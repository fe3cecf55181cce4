use std::time::{Duration, Instant};

use anyhow::{Context, Result};
use reqwest::{Client, StatusCode};
use serde::Serialize;

/// Outcome of checking one link target.
#[derive(Debug, Clone, PartialEq, Eq, Serialize)]
#[serde(rename_all = "camelCase")]
pub struct LinkReport {
    pub url: String,
    pub status: Option<u16>,
    pub error: Option<String>,
    pub elapsed_ms: u64,
}

impl LinkReport {
    pub fn is_broken(&self) -> bool {
        self.error.is_some() || self.status.map_or(true, |s| s >= 400)
    }

    pub fn describe(&self) -> String {
        match (&self.error, self.status) {
            (Some(err), _) => format!("{} unreachable: {}", self.url, err),
            (None, Some(status)) => format!("{} returned HTTP {}", self.url, status),
            (None, None) => format!("{} gave no response", self.url),
        }
    }
}

/// HEAD-first link checker with a per-request timeout.
#[derive(Debug, Clone)]
pub struct LinkChecker {
    client: Client,
}

impl LinkChecker {
    pub fn new(timeout: Duration) -> Result<Self> {
        let client = Client::builder()
            .timeout(timeout)
            .user_agent(concat!("funnelwatch/", env!("CARGO_PKG_VERSION")))
            .build()
            .context("Failed to build link-check HTTP client")?;
        Ok(Self { client })
    }

    pub async fn check(&self, url: &str) -> LinkReport {
        let start = Instant::now();

        let mut response = self.client.head(url).send().await;
        // Some servers refuse HEAD outright; retry those with GET.
        if let Ok(resp) = &response {
            if matches!(
                resp.status(),
                StatusCode::METHOD_NOT_ALLOWED | StatusCode::NOT_IMPLEMENTED
            ) {
                response = self.client.get(url).send().await;
            }
        }

        let elapsed_ms = start.elapsed().as_millis() as u64;
        match response {
            Ok(resp) => LinkReport {
                url: url.to_string(),
                status: Some(resp.status().as_u16()),
                error: None,
                elapsed_ms,
            },
            Err(e) => LinkReport {
                url: url.to_string(),
                status: None,
                error: Some(if e.is_timeout() {
                    "timed out".to_string()
                } else {
                    e.to_string()
                }),
                elapsed_ms,
            },
        }
    }

    /// Check every URL concurrently; reports keep input order.
    pub async fn check_all(&self, urls: &[String]) -> Vec<LinkReport> {
        futures::future::join_all(urls.iter().map(|u| self.check(u))).await
    }
}

#[cfg(test)]
mod tests {
    use super::*;
    use axum::{http::StatusCode as AxStatus, routing::get, Router};

    async fn spawn_site() -> String {
        let app = Router::new()
            .route("/ok", get(|| async { "fine" }))
            .route("/gone", get(|| async { AxStatus::NOT_FOUND }))
            .route(
                "/get-only",
                get(|| async { "body" }).head(|| async { AxStatus::METHOD_NOT_ALLOWED }),
            );
        let listener = tokio::net::TcpListener::bind("127.0.0.1:0").await.unwrap();
        let addr = listener.local_addr().unwrap();
        tokio::spawn(async move {
            axum::serve(listener, app).await.unwrap();
        });
        format!("http://{}", addr)
    }

    #[tokio::test]
    async fn test_link_statuses() {
        let base = spawn_site().await;
        let checker = LinkChecker::new(Duration::from_secs(2)).unwrap();

        let urls = vec![
            format!("{}/ok", base),
            format!("{}/gone", base),
            format!("{}/get-only", base),
        ];
        let reports = checker.check_all(&urls).await;

        assert_eq!(reports.len(), 3);
        assert!(!reports[0].is_broken());
        assert!(reports[1].is_broken());
        assert_eq!(reports[1].status, Some(404));
        assert_eq!(reports[2].status, Some(200), "HEAD 405 should fall back to GET");
    }

    #[tokio::test]
    async fn test_unreachable_link_is_broken() {
        let checker = LinkChecker::new(Duration::from_millis(500)).unwrap();
        // Port 9 (discard) is almost never listening locally.
        let report = checker.check("http://127.0.0.1:9/").await;
        assert!(report.is_broken());
        assert!(report.error.is_some());
    }
}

● ● ● ● ● ● ●

Report back each line of the entries that holds the string "response".

__SOLUTION TO THE PROBLEM__:
            (None, None) => format!("{} gave no response", self.url),
        let mut response = self.client.head(url).send().await;
        if let Ok(resp) = &response {
                response = self.client.get(url).send().await;
        match response {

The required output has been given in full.